▶ _PROBLEM TO WORK ON_:
Lines to restate from the data below: from the one containing "SIGINT/SIGTERM and then" to the one containing "controller until shutdown.", both included. Give them again exactly, and only them.

----------------------------------------

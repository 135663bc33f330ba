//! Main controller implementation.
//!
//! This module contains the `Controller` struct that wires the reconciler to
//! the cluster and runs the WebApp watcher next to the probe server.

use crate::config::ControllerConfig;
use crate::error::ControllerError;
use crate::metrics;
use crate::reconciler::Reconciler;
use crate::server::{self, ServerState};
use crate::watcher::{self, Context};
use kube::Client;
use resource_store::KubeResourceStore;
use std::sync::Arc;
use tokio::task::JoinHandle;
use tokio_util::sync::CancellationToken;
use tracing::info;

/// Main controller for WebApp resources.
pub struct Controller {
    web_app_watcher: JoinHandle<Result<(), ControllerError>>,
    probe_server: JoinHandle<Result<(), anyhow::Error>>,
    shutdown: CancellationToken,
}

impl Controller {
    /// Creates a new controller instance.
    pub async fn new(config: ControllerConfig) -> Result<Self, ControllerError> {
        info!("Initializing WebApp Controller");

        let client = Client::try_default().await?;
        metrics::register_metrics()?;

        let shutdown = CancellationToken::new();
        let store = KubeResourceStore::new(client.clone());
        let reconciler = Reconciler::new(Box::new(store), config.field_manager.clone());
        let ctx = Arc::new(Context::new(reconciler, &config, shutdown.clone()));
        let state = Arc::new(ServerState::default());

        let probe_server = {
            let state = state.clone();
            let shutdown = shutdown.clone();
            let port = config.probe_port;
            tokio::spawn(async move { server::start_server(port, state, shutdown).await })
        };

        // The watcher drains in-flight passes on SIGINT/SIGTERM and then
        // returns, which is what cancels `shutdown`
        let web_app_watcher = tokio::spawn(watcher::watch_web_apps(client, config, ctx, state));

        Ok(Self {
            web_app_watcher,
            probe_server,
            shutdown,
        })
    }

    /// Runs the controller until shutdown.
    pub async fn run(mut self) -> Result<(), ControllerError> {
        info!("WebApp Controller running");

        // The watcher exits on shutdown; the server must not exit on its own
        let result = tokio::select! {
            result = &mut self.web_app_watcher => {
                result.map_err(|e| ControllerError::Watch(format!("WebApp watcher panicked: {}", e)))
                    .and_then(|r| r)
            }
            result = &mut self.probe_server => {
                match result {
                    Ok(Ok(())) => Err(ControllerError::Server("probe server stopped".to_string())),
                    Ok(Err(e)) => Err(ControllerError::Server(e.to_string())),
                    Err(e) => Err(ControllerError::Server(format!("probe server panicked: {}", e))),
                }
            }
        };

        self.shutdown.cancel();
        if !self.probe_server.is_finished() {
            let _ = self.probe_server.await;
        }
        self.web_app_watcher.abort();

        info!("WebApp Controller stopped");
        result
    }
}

----------------------------------------

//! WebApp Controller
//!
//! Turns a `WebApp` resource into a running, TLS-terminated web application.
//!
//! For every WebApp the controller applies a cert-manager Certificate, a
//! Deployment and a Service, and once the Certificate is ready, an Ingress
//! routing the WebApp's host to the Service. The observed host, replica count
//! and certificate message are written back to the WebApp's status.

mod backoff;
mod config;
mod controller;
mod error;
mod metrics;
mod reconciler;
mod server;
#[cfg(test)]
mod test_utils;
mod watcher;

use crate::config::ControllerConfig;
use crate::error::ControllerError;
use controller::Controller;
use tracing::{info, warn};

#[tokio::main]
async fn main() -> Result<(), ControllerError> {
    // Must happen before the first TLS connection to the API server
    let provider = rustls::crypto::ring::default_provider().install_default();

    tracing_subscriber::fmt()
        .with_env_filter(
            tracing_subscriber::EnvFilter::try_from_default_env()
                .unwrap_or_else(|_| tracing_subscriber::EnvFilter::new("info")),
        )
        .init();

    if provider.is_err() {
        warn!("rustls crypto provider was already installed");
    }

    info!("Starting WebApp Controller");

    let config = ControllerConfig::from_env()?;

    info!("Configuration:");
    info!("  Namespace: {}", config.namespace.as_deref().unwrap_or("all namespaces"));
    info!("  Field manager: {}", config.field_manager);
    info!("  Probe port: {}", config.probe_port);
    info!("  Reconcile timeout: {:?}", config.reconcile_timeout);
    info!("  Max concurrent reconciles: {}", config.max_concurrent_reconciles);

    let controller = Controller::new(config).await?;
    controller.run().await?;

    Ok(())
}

----------------------------------------

▶ _RESPONSE TO THIS TASK_:
        // The watcher drains in-flight passes on SIGINT/SIGTERM and then
        // returns, which is what cancels `shutdown`
        let web_app_watcher = tokio::spawn(watcher::watch_web_apps(client, config, ctx, state));

        Ok(Self {
            web_app_watcher,
            probe_server,
            shutdown,
        })
    }

    /// Runs the controller until shutdown.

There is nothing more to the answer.